_Exercise brief_:
Only the lines with the string "QuestStatus" are needed; return each of them from the entries below.

_Data excerpts_:
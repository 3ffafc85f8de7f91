//! Simulation report generation.

use super::config::SimConfig;
use super::runner::RunStats;
use serde::Serialize;
use std::collections::BTreeMap;

/// Aggregated results from multiple simulation runs.
#[derive(Debug, Clone, Serialize)]
pub struct SimReport {
    pub num_runs: u32,
    pub encounters_per_run: u32,
    pub race_id: String,
    pub class_id: String,
    pub camp_id: String,

    // Combat
    pub avg_kills: f64,
    pub avg_deaths: f64,
    pub avg_stalemates: f64,
    pub avg_rounds_per_kill: f64,
    pub death_rate: f64,

    // Progression
    pub avg_final_level: f64,
    pub avg_xp_gained: f64,
    pub avg_skill_ups: f64,
    pub avg_final_skills: BTreeMap<String, f64>,

    // Economy and loot
    pub avg_currency_looted: f64,
    pub avg_currency_from_quests: f64,
    pub avg_currency_from_sales: f64,
    pub avg_final_currency: f64,
    pub avg_items_looted: f64,
    pub avg_items_overflowed: f64,
    pub avg_quests_completed: f64,

    // Individual run stats for detailed analysis
    #[serde(skip)]
    pub run_stats: Vec<RunStats>,
}

fn average(runs: &[RunStats], value: impl Fn(&RunStats) -> f64) -> f64 {
    if runs.is_empty() {
        return 0.0;
    }
    runs.iter().map(value).sum::<f64>() / runs.len() as f64
}

impl SimReport {
    /// Create a new report from completed run stats.
    pub fn from_runs(runs: Vec<RunStats>, config: &SimConfig) -> Self {
        let total_kills: u64 = runs.iter().map(|r| r.kills).sum();
        let total_kill_rounds: u64 = runs.iter().map(|r| r.kill_rounds).sum();
        let total_encounters: u64 = runs.iter().map(|r| r.encounters as u64).sum();
        let total_deaths: u64 = runs.iter().map(|r| r.deaths).sum();

        let mut skill_totals: BTreeMap<String, f64> = BTreeMap::new();
        for run in &runs {
            for (skill, value) in &run.final_skills {
                *skill_totals.entry(skill.name().to_string()).or_insert(0.0) += *value as f64;
            }
        }
        let divisor = runs.len().max(1) as f64;
        let avg_final_skills = skill_totals
            .into_iter()
            .map(|(name, total)| (name, total / divisor))
            .collect();

        Self {
            num_runs: runs.len() as u32,
            encounters_per_run: config.encounters,
            race_id: config.race_id.clone(),
            class_id: config.class_id.clone(),
            camp_id: config.camp_id.clone(),
            avg_kills: average(&runs, |r| r.kills as f64),
            avg_deaths: average(&runs, |r| r.deaths as f64),
            avg_stalemates: average(&runs, |r| r.stalemates as f64),
            avg_rounds_per_kill: if total_kills == 0 {
                0.0
            } else {
                total_kill_rounds as f64 / total_kills as f64
            },
            death_rate: if total_encounters == 0 {
                0.0
            } else {
                total_deaths as f64 / total_encounters as f64
            },
            avg_final_level: average(&runs, |r| r.final_level as f64),
            avg_xp_gained: average(&runs, |r| r.xp_gained as f64),
            avg_skill_ups: average(&runs, |r| r.skill_ups as f64),
            avg_final_skills,
            avg_currency_looted: average(&runs, |r| r.currency_looted as f64),
            avg_currency_from_quests: average(&runs, |r| r.currency_from_quests as f64),
            avg_currency_from_sales: average(&runs, |r| r.currency_from_sales as f64),
            avg_final_currency: average(&runs, |r| r.final_currency as f64),
            avg_items_looted: average(&runs, |r| r.items_looted as f64),
            avg_items_overflowed: average(&runs, |r| r.items_overflowed as f64),
            avg_quests_completed: average(&runs, |r| r.quests_completed as f64),
            run_stats: runs,
        }
    }

    /// Generate a text report.
    pub fn to_text(&self) -> String {
        let mut report = String::new();

        report.push_str("═══════════════════════════════════════════════════════════════\n");
        report.push_str("                    SIMULATION REPORT\n");
        report.push_str("═══════════════════════════════════════════════════════════════\n\n");

        report.push_str(&format!(
            "Runs: {} x {} encounters, {} {} at {}\n\n",
            self.num_runs, self.encounters_per_run, self.race_id, self.class_id, self.camp_id
        ));

        report.push_str("── COMBAT ───────────────────────────────────────────────────────\n");
        report.push_str(&format!("  Avg Kills:           {:.1}\n", self.avg_kills));
        report.push_str(&format!("  Avg Deaths:          {:.1}\n", self.avg_deaths));
        report.push_str(&format!("  Avg Stalemates:      {:.1}\n", self.avg_stalemates));
        report.push_str(&format!(
            "  Rounds per Kill:     {:.2}\n",
            self.avg_rounds_per_kill
        ));
        report.push_str(&format!(
            "  Death Rate:          {:.1}% per encounter\n\n",
            self.death_rate * 100.0
        ));

        report.push_str("── PROGRESSION ──────────────────────────────────────────────────\n");
        report.push_str(&format!("  Avg Final Level:     {:.1}\n", self.avg_final_level));
        report.push_str(&format!("  Avg XP Gained:       {:.0}\n", self.avg_xp_gained));
        report.push_str(&format!("  Avg Skill-ups:       {:.1}\n", self.avg_skill_ups));
        for (skill, value) in &self.avg_final_skills {
            report.push_str(&format!("    {:<16} {:>6.1}\n", skill, value));
        }
        report.push('\n');

        report.push_str("── LOOT & ECONOMY ───────────────────────────────────────────────\n");
        report.push_str(&format!(
            "  Avg Coin Looted:     {:.0}c\n",
            self.avg_currency_looted
        ));
        report.push_str(&format!(
            "  Avg Coin (Quests):   {:.0}c\n",
            self.avg_currency_from_quests
        ));
        report.push_str(&format!(
            "  Avg Coin (Sales):    {:.0}c\n",
            self.avg_currency_from_sales
        ));
        report.push_str(&format!(
            "  Avg Final Purse:     {:.0}c\n",
            self.avg_final_currency
        ));
        report.push_str(&format!("  Avg Items Looted:    {:.1}\n", self.avg_items_looted));
        report.push_str(&format!(
            "  Avg Items Lost:      {:.1} (bags full)\n",
            self.avg_items_overflowed
        ));
        report.push_str(&format!(
            "  Avg Quests Done:     {:.1}\n\n",
            self.avg_quests_completed
        ));

        report.push_str("── BALANCE ASSESSMENT ───────────────────────────────────────────\n");
        let death_rating = if self.death_rate < 0.01 {
            "TOO EASY - Players rarely die"
        } else if self.death_rate < 0.10 {
            "GOOD - Challenging but fair"
        } else if self.death_rate < 0.30 {
            "HARD - Frequent deaths"
        } else {
            "TOO HARD - Camp is out of reach"
        };
        report.push_str(&format!("  Death Rating:    {}\n", death_rating));
        if self.avg_rounds_per_kill > 20.0 {
            report.push_str("  ⚠️  Fights drag on - monster HP or AC too high?\n");
        }
        if self.avg_stalemates > 0.0 {
            report.push_str("  ⚠️  Some encounters hit the round limit\n");
        }
        if self.avg_items_overflowed > self.avg_items_looted * 0.25 {
            report.push_str("  ⚠️  Lots of loot left on the ground - bags too small?\n");
        }

        report.push_str("\n═══════════════════════════════════════════════════════════════\n");

        report
    }

    /// Generate a JSON report for further analysis.
    pub fn to_json(&self) -> String {
        serde_json::to_string_pretty(self).unwrap_or_else(|_| "{}".to_string())
    }
}
#[cfg(test)]
mod tests {
    use super::*;
    use crate::config::types::{ItemDef, MonsterArchetype};
    use chrono::TimeZone;
    use rand::SeedableRng;
    use rand_chacha::ChaCha8Rng;

    fn create_test_rng() -> ChaCha8Rng {
        ChaCha8Rng::seed_from_u64(12345)
    }

    fn now() -> DateTime<Utc> {
        Utc.with_ymd_and_hms(2024, 3, 10, 15, 30, 0).unwrap()
    }

    fn monster(id: &str, level: u32) -> MonsterArchetype {
        MonsterArchetype {
            id: id.into(),
            name: format!("a {id}"),
            level,
            max_hp: 10,
            armor_class: 0,
            min_damage: 1,
            max_damage: 2,
            xp_reward: 5,
            loot_table_id: None,
            is_rare: false,
        }
    }

    fn template(id: &str, kind: QuestKind, targets: QuestTargets) -> QuestTemplate {
        QuestTemplate {
            id: id.into(),
            kind,
            target_type: match kind {
                QuestKind::Kill => TargetType::Monster,
                QuestKind::Collect => TargetType::Item,
            },
            targets,
            min_required: 3,
            max_required: 3,
            min_level: 1,
            max_level: 10,
            reward_xp: 50,
            reward_currency: 120,
            reward_loot_table: None,
            title: "Slay {count} {target}".into(),
            description: "Bring proof of {count} kills.".into(),
        }
    }

    fn store() -> ConfigStore {
        let mut store = ConfigStore::default();
        for m in [monster("rat", 1), monster("wolf", 3), monster("dragon", 40)] {
            store.monsters.insert(m.id.clone(), m);
        }
        store.items.insert(
            "pelt".into(),
            ItemDef {
                id: "pelt".into(),
                name: "Wolf Pelt".into(),
                value: 5,
                stackable: true,
                max_stack: 20,
                weapon: None,
                is_shield: false,
                armor_class: 0,
            },
        );
        store.quest_templates = vec![
            template("rats", QuestKind::Kill, QuestTargets::Ids(vec!["rat".into()])),
            template("pelts", QuestKind::Collect, QuestTargets::Any),
        ];
        store
    }

    fn accepted_kill_quest(log: &mut QuestLog, store: &ConfigStore) -> Uuid {
        let mut rng = create_test_rng();
        loop {
            let quest = log.generate(1, store, &mut rng).unwrap();
            if quest.template_id == "rats" {
                let id = quest.id;
                log.accept(id, 3).unwrap();
                return id;
            }
            let id = quest.id;
            log.decline(id).unwrap();
        }
    }

    #[test]
    fn test_next_midnight() {
        let reset = next_midnight(now());
        assert_eq!(reset, Utc.with_ymd_and_hms(2024, 3, 11, 0, 0, 0).unwrap());
    }

    #[test]
    fn test_generate_interpolates_and_skips_duplicates() {
        let store = store();
        let mut log = QuestLog::new(now());
        let mut rng = create_test_rng();
        log.generate(1, &store, &mut rng).unwrap();
        log.generate(1, &store, &mut rng).unwrap();
        assert_eq!(
            log.generate(1, &store, &mut rng).unwrap_err(),
            QuestError::NoEligibleTemplate(1)
        );

        let rats = log.quests.iter().find(|q| q.template_id == "rats").unwrap();
        assert_eq!(rats.title, "Slay 3 a rat");
        assert_eq!(rats.status, QuestStatus::Available);
        assert_eq!(rats.progress, 0);
        assert_eq!(rats.rewards.currency, 120);
    }

    #[test]
    fn test_any_target_picks_from_items() {
        let store = store();
        let mut log = QuestLog::new(now());
        let mut rng = create_test_rng();
        log.generate(1, &store, &mut rng).unwrap();
        log.generate(1, &store, &mut rng).unwrap();
        let pelts = log.quests.iter().find(|q| q.template_id == "pelts").unwrap();
        assert_eq!(pelts.target, "pelt");
        assert_eq!(pelts.target_name, "Wolf Pelt");
    }

    #[test]
    fn test_level_range_filters_templates() {
        let store = store();
        let mut log = QuestLog::new(now());
        let mut rng = create_test_rng();
        assert_eq!(
            log.generate(50, &store, &mut rng).unwrap_err(),
            QuestError::NoEligibleTemplate(50)
        );
    }

    #[test]
    fn test_progress_clamps_and_flips_to_ready() {
        let store = store();
        let mut log = QuestLog::new(now());
        let id = accepted_kill_quest(&mut log, &store);

        assert!(log.record_kill("wolf").is_empty());
        log.record_kill("rat");
        log.record_kill("rat");
        assert_eq!(log.get(id).unwrap().status, QuestStatus::Active);
        log.record_kill("rat");
        log.record_kill("rat");
        let quest = log.get(id).unwrap();
        assert_eq!(quest.progress, 3);
        assert_eq!(quest.status, QuestStatus::Ready);
    }

    #[test]
    fn test_available_quests_do_not_progress() {
        let store = store();
        let mut log = QuestLog::new(now());
        let mut rng = create_test_rng();
        log.generate(1, &store, &mut rng).unwrap();
        log.generate(1, &store, &mut rng).unwrap();
        log.record_kill("rat");
        log.record_collect("pelt", 10);
        assert!(log.quests.iter().all(|q| q.progress == 0));
    }

    #[test]
    fn test_accept_respects_active_cap() {
        let store = store();
        let mut log = QuestLog::new(now());
        let mut rng = create_test_rng();
        let first = log.generate(1, &store, &mut rng).unwrap().id;
        let second = log.generate(1, &store, &mut rng).unwrap().id;
        log.accept(first, 1).unwrap();
        assert_eq!(log.accept(second, 1), Err(QuestError::TooManyActive(1)));
        assert_eq!(log.accept(first, 5), Err(QuestError::NotAvailable("active")));
    }

    #[test]
    fn test_turn_in_grants_rewards_and_counts() {
        let store = store();
        let mut log = QuestLog::new(now());
        let id = accepted_kill_quest(&mut log, &store);
        for _ in 0..3 {
            log.record_kill("rat");
        }
        let mut rng = create_test_rng();
        let reward = log.turn_in(id, now(), &store, &mut rng).unwrap();
        assert_eq!(reward.xp, 50);
        assert_eq!(reward.currency, 120);
        assert_eq!(log.completed_today, 1);
        assert!(log.get(id).is_none());

        let mut player = PlayerState::new("Tester", "human", "warrior", &store);
        reward.apply_to(&mut player, &store);
        assert_eq!(player.currency, 120);
        assert_eq!(player.xp, 50);
    }

    #[test]
    fn test_turn_in_rejected_at_daily_limit() {
        let store = store();
        let mut log = QuestLog::new(now());
        let id = accepted_kill_quest(&mut log, &store);
        for _ in 0..3 {
            log.record_kill("rat");
        }
        log.completed_today = 5;
        let mut rng = create_test_rng();
        assert_eq!(
            log.turn_in(id, now(), &store, &mut rng),
            Err(QuestError::DailyLimitReached(5))
        );
        assert_eq!(log.completed_today, 5);
        assert_eq!(log.get(id).unwrap().status, QuestStatus::Ready);
    }

    #[test]
    fn test_turn_in_requires_ready() {
        let store = store();
        let mut log = QuestLog::new(now());
        let id = accepted_kill_quest(&mut log, &store);
        let mut rng = create_test_rng();
        assert_eq!(
            log.turn_in(id, now(), &store, &mut rng),
            Err(QuestError::NotReady("active"))
        );
    }

    #[test]
    fn test_daily_reset_after_midnight() {
        let store = store();
        let mut log = QuestLog::new(now());
        let id = accepted_kill_quest(&mut log, &store);
        for _ in 0..3 {
            log.record_kill("rat");
        }
        log.completed_today = 5;
        let after_midnight = Utc.with_ymd_and_hms(2024, 3, 11, 0, 0, 1).unwrap();
        let mut rng = create_test_rng();
        assert!(log.turn_in(id, after_midnight, &store, &mut rng).is_ok());
        assert_eq!(log.completed_today, 1);
        assert_eq!(log.next_reset, Utc.with_ymd_and_hms(2024, 3, 12, 0, 0, 0).unwrap());
    }

    #[test]
    fn test_days_away_count_as_one_reset() {
        let mut log = QuestLog::new(now());
        let days_later = now() + Duration::days(4);
        log.completed_today = 5;
        assert!(log.refresh_daily(days_later));
        assert_eq!(log.completed_today, 0);

        log.completed_today = 3;
        for _ in 0..10 {
            assert!(!log.refresh_daily(days_later));
        }
        assert_eq!(log.completed_today, 3);
        assert_eq!(log.next_reset, Utc.with_ymd_and_hms(2024, 3, 15, 0, 0, 0).unwrap());
        assert!(log.refresh_daily(log.next_reset));
    }

    #[test]
    fn test_daily_limit_holds_after_days_away() {
        let store = store();
        let mut log = QuestLog::new(now());
        let days_later = now() + Duration::days(4);
        let mut rng = create_test_rng();
        let mut turned_in = 0;
        for _ in 0..10 {
            let id = accepted_kill_quest(&mut log, &store);
            for _ in 0..3 {
                log.record_kill("rat");
            }
            match log.turn_in(id, days_later, &store, &mut rng) {
                Ok(_) => turned_in += 1,
                Err(err) => {
                    assert_eq!(err, QuestError::DailyLimitReached(5));
                    break;
                }
            }
        }
        assert_eq!(turned_in, 5);
    }

    #[test]
    fn test_abandon_only_active() {
        let store = store();
        let mut log = QuestLog::new(now());
        let id = accepted_kill_quest(&mut log, &store);
        log.abandon(id).unwrap();
        assert!(log.get(id).is_none());
        assert_eq!(log.abandon(id), Err(QuestError::NotFound(id)));

        let mut rng = create_test_rng();
        let fresh = log.generate(1, &store, &mut rng).unwrap().id;
        assert_eq!(log.abandon(fresh), Err(QuestError::NotActive("available")));
    }
}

_Your solution_:
        assert_eq!(rats.status, QuestStatus::Available);
        assert_eq!(log.get(id).unwrap().status, QuestStatus::Active);
        assert_eq!(quest.status, QuestStatus::Ready);
        assert_eq!(log.get(id).unwrap().status, QuestStatus::Ready);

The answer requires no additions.